**Task brief**:
Would you go through the records below and copy each line with the string "outcome"?

BEGIN Records to use

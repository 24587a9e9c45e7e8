//! Guaranteed teardown on every exit path.
//!
//! Rust has no async destructors, so "release the resources even when an
//! assertion fails" cannot be left to `Drop`. [`run_scoped`] catches the
//! unwind from the test body, runs the environment's teardown, and then
//! resumes the panic so the test still reports its original failure.

use std::panic::AssertUnwindSafe;

use async_trait::async_trait;
use futures::future::BoxFuture;
use futures::FutureExt;

/// A provisioned environment that can release its resources.
///
/// Implementations release in reverse acquisition order and never propagate
/// release errors.
#[async_trait]
pub trait Teardown: Send + Sized {
    /// Release all held resources, best-effort
    async fn teardown(self);
}

/// Run a test body against a provisioned environment, guaranteeing teardown
/// on normal completion, assertion failure and panic alike.
///
/// ```ignore
/// let env = TestEnv::provision(client, spec).await.expect("provisioning failed");
/// run_scoped(env, |env| {
///     async move {
///         // assertions against env
///     }
///     .boxed()
/// })
/// .await;
/// ```
pub async fn run_scoped<E, F>(env: E, body: F)
where
    E: Teardown,
    F: for<'a> FnOnce(&'a E) -> BoxFuture<'a, ()>,
{
    let outcome = AssertUnwindSafe(body(&env)).catch_unwind().await;
    env.teardown().await;
    if let Err(panic) = outcome {
        std::panic::resume_unwind(panic);
    }
}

END Records to use

**Response to the exercise**:
    let outcome = AssertUnwindSafe(body(&env)).catch_unwind().await;
    if let Err(panic) = outcome {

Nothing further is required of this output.